Items from a data source
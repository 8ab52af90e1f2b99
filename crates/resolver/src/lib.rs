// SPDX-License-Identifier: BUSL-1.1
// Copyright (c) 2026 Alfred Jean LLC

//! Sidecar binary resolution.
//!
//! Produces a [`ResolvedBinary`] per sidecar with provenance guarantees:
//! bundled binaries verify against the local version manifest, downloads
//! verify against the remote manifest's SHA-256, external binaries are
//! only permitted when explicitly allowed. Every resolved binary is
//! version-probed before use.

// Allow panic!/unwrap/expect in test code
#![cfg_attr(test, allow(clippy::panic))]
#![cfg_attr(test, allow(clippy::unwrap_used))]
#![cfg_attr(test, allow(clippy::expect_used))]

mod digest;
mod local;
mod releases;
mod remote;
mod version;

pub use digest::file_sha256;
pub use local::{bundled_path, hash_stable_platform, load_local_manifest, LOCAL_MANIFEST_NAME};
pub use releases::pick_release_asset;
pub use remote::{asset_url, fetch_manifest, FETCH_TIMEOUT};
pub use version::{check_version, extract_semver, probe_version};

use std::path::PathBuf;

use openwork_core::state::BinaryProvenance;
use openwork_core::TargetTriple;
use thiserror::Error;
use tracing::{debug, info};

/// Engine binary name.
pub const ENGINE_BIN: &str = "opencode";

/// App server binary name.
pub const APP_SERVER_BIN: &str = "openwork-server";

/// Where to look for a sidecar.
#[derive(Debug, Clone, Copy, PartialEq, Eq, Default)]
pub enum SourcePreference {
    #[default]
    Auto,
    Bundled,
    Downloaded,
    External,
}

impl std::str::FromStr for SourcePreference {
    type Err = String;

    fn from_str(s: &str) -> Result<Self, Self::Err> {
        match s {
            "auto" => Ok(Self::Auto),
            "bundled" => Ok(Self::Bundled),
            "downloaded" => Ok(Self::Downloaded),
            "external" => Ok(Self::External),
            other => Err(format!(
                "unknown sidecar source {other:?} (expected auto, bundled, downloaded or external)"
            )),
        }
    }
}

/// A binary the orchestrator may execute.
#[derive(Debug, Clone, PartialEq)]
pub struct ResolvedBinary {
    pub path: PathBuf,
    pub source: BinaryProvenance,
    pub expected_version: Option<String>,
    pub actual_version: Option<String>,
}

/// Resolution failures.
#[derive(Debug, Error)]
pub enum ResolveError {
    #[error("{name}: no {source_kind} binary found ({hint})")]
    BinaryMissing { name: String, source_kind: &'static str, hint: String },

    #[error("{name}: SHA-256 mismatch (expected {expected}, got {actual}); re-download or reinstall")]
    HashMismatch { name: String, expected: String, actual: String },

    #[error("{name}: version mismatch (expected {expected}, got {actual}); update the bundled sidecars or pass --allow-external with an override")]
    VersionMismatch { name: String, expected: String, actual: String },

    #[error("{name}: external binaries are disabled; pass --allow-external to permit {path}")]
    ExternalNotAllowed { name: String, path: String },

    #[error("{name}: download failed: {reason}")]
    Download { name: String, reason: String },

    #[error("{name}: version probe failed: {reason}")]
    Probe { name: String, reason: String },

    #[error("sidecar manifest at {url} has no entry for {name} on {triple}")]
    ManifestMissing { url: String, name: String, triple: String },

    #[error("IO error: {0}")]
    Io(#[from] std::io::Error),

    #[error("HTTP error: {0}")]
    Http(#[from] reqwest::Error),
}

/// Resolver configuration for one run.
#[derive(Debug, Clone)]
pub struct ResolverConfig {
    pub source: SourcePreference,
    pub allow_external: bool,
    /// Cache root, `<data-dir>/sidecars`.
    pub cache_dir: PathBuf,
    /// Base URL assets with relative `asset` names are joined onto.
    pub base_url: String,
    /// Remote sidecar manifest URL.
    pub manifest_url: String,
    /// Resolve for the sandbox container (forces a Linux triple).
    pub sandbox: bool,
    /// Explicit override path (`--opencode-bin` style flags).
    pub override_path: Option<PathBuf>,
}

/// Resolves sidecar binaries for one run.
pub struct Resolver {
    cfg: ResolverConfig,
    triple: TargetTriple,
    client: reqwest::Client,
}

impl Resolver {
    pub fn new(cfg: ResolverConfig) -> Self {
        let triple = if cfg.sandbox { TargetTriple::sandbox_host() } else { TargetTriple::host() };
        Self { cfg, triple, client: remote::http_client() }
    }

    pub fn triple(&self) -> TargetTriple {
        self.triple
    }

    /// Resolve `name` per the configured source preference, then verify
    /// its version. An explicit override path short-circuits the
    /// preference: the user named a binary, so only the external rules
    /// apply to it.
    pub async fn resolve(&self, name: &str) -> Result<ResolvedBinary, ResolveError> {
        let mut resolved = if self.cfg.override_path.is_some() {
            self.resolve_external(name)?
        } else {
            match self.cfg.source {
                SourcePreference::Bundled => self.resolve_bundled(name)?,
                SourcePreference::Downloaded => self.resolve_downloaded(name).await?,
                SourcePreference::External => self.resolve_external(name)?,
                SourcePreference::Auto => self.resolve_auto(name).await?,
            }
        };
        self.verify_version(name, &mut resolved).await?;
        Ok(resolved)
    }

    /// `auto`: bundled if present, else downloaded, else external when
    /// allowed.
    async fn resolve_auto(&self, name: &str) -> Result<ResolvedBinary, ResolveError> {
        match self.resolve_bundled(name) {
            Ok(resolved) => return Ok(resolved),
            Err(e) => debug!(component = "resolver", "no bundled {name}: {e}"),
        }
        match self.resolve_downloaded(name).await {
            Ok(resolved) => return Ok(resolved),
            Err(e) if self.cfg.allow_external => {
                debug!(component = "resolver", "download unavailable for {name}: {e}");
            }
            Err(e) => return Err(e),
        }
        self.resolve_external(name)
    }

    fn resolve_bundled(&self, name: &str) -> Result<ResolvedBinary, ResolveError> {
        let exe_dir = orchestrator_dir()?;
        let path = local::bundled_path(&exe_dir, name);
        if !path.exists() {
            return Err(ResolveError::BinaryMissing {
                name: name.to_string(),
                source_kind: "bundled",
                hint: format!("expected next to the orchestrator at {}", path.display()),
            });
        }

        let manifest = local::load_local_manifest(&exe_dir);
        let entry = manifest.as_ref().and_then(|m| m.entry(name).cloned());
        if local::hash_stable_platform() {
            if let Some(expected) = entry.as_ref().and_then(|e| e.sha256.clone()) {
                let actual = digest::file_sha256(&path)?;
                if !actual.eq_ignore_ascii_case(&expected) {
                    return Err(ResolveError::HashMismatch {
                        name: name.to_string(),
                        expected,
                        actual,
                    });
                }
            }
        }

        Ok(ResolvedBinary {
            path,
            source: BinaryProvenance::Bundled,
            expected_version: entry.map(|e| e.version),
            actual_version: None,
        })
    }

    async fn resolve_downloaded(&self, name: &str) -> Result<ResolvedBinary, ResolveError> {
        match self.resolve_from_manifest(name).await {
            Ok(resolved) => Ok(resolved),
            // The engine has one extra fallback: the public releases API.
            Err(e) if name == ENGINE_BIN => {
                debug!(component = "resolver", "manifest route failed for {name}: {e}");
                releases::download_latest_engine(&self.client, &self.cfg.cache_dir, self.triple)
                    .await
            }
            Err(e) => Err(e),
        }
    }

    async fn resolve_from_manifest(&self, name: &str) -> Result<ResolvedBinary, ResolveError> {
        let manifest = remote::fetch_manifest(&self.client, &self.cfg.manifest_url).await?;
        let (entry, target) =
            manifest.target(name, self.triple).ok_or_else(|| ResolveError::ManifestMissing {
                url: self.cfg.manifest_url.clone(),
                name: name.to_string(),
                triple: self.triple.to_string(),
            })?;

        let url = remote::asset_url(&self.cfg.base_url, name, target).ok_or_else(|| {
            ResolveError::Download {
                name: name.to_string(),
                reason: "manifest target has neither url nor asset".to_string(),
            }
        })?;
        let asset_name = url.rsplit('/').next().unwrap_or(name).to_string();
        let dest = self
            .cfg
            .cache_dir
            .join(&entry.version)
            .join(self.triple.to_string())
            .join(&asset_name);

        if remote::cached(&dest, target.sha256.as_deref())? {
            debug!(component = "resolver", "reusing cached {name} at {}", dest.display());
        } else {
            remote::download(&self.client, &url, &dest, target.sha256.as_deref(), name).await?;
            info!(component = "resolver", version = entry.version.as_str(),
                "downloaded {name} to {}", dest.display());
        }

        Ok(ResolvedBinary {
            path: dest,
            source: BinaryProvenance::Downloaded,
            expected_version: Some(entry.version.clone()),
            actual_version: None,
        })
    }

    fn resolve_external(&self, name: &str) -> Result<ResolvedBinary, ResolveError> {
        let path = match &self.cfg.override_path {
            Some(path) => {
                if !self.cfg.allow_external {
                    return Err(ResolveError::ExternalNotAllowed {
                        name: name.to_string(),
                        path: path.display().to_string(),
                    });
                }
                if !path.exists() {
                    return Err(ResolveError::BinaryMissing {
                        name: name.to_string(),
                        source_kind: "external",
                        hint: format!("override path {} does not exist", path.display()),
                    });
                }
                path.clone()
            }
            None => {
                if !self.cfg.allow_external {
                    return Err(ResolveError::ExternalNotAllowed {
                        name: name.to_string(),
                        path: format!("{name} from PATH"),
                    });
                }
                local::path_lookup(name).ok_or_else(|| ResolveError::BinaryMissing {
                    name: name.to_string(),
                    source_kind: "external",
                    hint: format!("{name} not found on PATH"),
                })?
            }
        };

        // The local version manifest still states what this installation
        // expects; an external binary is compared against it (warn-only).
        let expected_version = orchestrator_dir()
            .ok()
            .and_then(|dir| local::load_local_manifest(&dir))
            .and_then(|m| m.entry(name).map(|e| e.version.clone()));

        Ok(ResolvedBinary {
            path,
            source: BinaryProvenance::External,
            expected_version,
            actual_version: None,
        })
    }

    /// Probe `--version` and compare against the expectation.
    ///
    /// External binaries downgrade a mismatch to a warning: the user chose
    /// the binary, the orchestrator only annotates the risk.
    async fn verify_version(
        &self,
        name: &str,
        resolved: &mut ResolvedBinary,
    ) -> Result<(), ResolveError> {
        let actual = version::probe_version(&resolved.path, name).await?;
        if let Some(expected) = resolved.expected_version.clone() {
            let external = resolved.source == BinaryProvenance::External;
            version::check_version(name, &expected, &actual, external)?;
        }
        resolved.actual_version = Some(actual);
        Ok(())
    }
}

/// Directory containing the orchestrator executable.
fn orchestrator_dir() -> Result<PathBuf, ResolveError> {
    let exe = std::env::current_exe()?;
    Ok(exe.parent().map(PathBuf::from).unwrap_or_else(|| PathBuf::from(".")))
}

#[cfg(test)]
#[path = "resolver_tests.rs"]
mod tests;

— Task details —
From the records above, copy each line where the word "with" can be found.

— Output —
//! Produces a [`ResolvedBinary`] per sidecar with provenance guarantees:
    #[error("{name}: version mismatch (expected {expected}, got {actual}); update the bundled sidecars or pass --allow-external with an override")]
    /// Base URL assets with relative `asset` names are joined onto.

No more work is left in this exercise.